Par Christian Marchand

Paris Match. Vous accumulez les succès au cinéma comme au théâtre. Mais au départ, vous étiez journaliste, non ?
Philippe Lellouche. Oui, comme vous ! Je travaillais sur France Inter. Je suis devenu grand reporter pour TF1, ensuite pour le magazine « Envoyé spécial ». Un jour, une phrase dans un article m’a interpellé : « Ce sont souvent de parfaits inconnus qui modifient votre destin. » Et ce fut mon cas. J’étais en Afrique quand un Italien m’a fait comprendre qu’il valait mieux être acteur du monde que témoin de celui-ci. Cela a déclenché un revirement à 360 degrés dans mon cerveau. Je me suis dit que si j’écrivais des choses plus divertissantes, peut-être que la vie des gens en serait influencée.

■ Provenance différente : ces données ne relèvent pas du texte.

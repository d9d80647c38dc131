pub const ROOM_WIDTH: u8 = 50;
pub const ROOM_HEIGHT: u8 = 50;
pub const ROOM_AREA: usize = ROOM_WIDTH as usize * ROOM_HEIGHT as usize;

/// Bump whenever planning output changes in a way that invalidates stored plans.
pub const PLANNER_VERSION: u32 = 3;

/// Controller level whose structure quotas are planned for.
pub const PLANNED_LEVEL: u8 = 8;

/// Game ticks between re-checks of adjacent room safety.
pub const SAFETY_CHECK_INTERVAL: u32 = 100;

/// Maximum candidates probed when looking for a bay spot.
pub const MAX_BAY_PROBES: usize = 8;

// Building matrix values.
pub const MATRIX_FREE: u8 = 0;
pub const MATRIX_ROAD: u8 = 1;
pub const MATRIX_DISCOURAGED: u8 = 10;
/// Anything above this is spoken for and can't be built on.
pub const MATRIX_BUILDABLE_LIMIT: u8 = 100;
/// Walkable, but reserved for a creep or a walkable structure.
pub const MATRIX_RESERVED: u8 = 150;
pub const MATRIX_OBSTACLE: u8 = 255;

/// Tiles this close to an exit (exit distance) are never built on.
pub const EXIT_BUILD_DISTANCE: u8 = 5;

/// Core candidate tiers: (minimum wall distance, exit distance must exceed).
pub const CORE_CANDIDATE_TIERS: [(u8, u8); 4] = [(4, 8), (3, 5), (2, 2), (1, 1)];

/// Minimum number of free neighbors a bay center needs.
pub const MIN_BAY_SIZE: usize = 4;
/// Added to the path distance when scoring bay candidates.
pub const BAY_DISTANCE_OFFSET: f32 = 10.0;

pub const TOWER_OPTIMAL_RANGE: u8 = 5;
pub const TOWER_FALLOFF_RANGE: u8 = 20;
/// Share of remaining rampart weight removed by a tower at full effect.
pub const TOWER_COVERAGE_DISCOUNT: f32 = 0.8;

/// Ramparts this close to an exit are penalized by the scorer.
pub const DEFENSE_EXIT_RANGE: u8 = 6;
/// Range at which attackers next to the perimeter threaten tiles inside it.
pub const RAMPART_THREAT_RANGE: u8 = 3;

use screeps::constants::StructureType;

/// Maximum number of a given structure type allowed at a controller level.
///
/// Roads, ramparts and walls are effectively unlimited.
pub fn max_structures_at_rcl(structure_type: StructureType, rcl: u8) -> u32 {
    match structure_type {
        StructureType::Spawn => match rcl {
            0 => 0,
            1..=6 => 1,
            7 => 2,
            _ => 3,
        },
        StructureType::Extension => match rcl {
            0 | 1 => 0,
            2 => 5,
            3 => 10,
            4 => 20,
            5 => 30,
            6 => 40,
            7 => 50,
            _ => 60,
        },
        StructureType::Link => match rcl {
            0..=4 => 0,
            5 => 2,
            6 => 3,
            7 => 4,
            _ => 6,
        },
        StructureType::Storage => match rcl {
            0..=3 => 0,
            _ => 1,
        },
        StructureType::Tower => match rcl {
            0..=2 => 0,
            3..=4 => 1,
            5..=6 => 2,
            7 => 3,
            _ => 6,
        },
        StructureType::Observer | StructureType::PowerSpawn | StructureType::Nuker => match rcl {
            0..=7 => 0,
            _ => 1,
        },
        StructureType::Extractor | StructureType::Terminal => match rcl {
            0..=5 => 0,
            _ => 1,
        },
        StructureType::Lab => match rcl {
            0..=5 => 0,
            6 => 3,
            7 => 6,
            _ => 10,
        },
        StructureType::Factory => match rcl {
            0..=6 => 0,
            _ => 1,
        },
        StructureType::Container => 5,
        StructureType::Rampart | StructureType::Wall | StructureType::Road => 2500,
        _ => 0,
    }
}

// Per-tick decay in hits, used to estimate upkeep.
pub const RAMPART_DECAY_PER_TICK: f32 = 300.0 / 100.0;
pub const CONTAINER_DECAY_PER_TICK: f32 = 5000.0 / 500.0;
pub const ROAD_DECAY_PER_TICK: f32 = 100.0 / 1000.0;
pub const ROAD_SWAMP_MULTIPLIER: f32 = 5.0;
pub const ROAD_WALL_MULTIPLIER: f32 = 150.0;
/// Hits repaired per energy spent.
pub const REPAIR_POWER: f32 = 100.0;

Depuis, vous êtes devenu un comédien à succès. Une reconnaissance importante pour vous ?
C’est le moteur premier. J’ai fait ce métier pour plaire aux filles ! Je n’en avais rien à f… de Molière et de ses amis. Voilà pourquoi j’ai beaucoup d’indulgence pour les mômes de la télé-réalité. J’en veux plus aux producteurs qui exploitent leur vie. Moi, j’avais envie que les filles me trouvent beau. Et j’avais compris qu’être acteur leur plaisait. Mais sans l’amour du travail bien fait, vous ne durez pas. Aujourd’hui, j’ai réglé mes comptes avec la reconnaissance. Je travaille à l’instinct. Comme tous les mecs un peu bas de plafond, je n’ai peur de rien, je me jette dans chaque aventure. Je suis un fonceur dans l’âme. Quitte à me planter, j’y vais. Parfois, c’est contre-productif, puisque je réfléchis après (rires). Je suis Bélier ascendant Bélier. Ceci explique dans doute cela. Les Bélier n’ont pas de secret pour moi !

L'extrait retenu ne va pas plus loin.